*EXERCISE PROMPT*
Give the number of lines below that contain "respond", with no other output.

*RECORDS SUPPLIED*
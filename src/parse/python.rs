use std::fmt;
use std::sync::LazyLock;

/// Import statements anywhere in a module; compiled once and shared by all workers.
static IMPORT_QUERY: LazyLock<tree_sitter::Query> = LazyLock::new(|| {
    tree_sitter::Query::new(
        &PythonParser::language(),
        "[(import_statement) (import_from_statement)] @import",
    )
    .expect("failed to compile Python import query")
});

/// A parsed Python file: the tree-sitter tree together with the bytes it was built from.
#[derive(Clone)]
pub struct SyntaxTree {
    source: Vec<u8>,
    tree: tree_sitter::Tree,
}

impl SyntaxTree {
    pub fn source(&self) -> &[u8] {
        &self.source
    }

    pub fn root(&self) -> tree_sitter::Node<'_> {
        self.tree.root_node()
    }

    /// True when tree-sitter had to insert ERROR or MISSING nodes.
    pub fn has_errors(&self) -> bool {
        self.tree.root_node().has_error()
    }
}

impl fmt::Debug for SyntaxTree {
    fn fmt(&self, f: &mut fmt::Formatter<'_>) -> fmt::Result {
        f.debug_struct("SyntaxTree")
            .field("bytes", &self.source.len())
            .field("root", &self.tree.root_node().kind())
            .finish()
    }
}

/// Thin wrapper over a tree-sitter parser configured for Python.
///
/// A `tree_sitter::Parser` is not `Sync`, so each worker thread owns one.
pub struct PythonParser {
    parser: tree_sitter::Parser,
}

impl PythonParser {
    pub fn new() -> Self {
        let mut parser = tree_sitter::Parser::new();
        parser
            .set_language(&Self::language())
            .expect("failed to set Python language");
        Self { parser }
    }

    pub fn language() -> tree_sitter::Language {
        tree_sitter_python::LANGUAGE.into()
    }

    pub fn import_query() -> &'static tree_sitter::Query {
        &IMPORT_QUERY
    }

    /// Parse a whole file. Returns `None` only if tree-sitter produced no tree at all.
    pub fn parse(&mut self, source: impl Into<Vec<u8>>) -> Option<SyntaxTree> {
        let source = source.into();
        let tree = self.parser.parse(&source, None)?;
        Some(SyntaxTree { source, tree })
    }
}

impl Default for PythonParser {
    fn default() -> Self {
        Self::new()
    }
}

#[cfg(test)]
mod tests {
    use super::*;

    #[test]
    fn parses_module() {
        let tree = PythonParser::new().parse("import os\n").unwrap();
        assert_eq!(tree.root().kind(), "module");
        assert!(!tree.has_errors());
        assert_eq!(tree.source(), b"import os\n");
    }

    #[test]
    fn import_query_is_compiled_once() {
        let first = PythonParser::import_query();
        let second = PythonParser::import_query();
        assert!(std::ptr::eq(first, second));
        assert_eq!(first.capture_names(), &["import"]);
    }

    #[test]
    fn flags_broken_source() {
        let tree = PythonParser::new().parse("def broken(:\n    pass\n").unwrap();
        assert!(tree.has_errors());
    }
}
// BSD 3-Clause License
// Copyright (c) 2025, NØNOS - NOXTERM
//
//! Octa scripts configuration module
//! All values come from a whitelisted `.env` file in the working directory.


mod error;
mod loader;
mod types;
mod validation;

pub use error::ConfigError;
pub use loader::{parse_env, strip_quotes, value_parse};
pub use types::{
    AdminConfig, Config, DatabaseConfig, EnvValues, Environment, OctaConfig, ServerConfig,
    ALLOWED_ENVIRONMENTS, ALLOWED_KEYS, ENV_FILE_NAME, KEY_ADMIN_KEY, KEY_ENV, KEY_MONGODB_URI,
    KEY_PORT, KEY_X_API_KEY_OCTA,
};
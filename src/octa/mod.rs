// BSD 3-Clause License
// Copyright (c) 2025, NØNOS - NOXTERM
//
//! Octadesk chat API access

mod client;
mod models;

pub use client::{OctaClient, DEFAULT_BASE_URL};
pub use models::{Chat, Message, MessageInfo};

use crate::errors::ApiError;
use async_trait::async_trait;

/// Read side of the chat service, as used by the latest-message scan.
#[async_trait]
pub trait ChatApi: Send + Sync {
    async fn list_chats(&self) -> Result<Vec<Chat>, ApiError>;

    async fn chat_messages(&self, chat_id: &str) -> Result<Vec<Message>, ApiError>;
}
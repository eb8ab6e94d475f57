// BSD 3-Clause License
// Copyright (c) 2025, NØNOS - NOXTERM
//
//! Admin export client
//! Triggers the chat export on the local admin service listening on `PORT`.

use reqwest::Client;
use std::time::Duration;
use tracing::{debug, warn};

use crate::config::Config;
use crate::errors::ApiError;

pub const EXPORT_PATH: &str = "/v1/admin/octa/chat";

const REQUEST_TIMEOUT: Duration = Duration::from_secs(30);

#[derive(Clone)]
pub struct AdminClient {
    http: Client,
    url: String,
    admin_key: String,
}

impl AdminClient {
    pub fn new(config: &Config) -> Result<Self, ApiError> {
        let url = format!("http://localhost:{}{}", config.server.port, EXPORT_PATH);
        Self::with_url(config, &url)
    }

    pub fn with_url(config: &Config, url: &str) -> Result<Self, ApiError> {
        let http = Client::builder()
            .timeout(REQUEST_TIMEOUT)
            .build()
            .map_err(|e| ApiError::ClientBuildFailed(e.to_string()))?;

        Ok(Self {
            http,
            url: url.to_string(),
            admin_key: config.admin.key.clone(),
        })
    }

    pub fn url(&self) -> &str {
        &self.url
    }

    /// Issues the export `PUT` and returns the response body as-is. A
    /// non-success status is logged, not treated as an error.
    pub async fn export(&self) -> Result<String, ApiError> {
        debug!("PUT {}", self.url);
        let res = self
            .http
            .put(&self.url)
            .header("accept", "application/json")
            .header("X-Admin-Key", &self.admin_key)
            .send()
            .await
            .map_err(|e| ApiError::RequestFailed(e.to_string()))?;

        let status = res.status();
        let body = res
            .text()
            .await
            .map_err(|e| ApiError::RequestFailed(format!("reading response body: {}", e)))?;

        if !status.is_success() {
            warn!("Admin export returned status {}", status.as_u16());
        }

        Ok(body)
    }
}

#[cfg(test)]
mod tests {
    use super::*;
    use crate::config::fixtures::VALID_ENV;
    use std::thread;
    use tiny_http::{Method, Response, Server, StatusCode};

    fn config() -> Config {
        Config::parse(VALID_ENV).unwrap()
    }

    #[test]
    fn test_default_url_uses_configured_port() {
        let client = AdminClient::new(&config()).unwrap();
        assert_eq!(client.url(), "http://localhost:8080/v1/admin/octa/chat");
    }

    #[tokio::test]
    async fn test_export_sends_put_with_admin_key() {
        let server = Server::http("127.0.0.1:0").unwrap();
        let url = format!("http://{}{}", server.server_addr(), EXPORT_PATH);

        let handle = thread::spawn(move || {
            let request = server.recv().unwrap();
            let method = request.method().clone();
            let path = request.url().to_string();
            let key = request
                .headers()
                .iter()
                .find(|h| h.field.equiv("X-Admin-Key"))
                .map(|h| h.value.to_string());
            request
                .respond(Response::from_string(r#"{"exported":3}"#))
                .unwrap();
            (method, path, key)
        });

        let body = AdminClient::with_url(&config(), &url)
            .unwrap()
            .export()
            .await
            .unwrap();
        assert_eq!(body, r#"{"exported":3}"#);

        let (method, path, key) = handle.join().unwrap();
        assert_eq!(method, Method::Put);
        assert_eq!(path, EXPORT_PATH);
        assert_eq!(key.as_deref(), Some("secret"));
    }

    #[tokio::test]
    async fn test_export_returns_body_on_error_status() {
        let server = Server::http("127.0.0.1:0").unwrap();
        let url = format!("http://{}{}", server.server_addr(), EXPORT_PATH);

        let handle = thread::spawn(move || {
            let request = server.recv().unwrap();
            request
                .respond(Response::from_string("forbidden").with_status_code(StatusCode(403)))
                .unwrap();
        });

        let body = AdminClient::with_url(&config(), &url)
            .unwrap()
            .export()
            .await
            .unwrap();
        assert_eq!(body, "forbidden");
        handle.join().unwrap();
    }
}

*RESPONSE BELOW*
2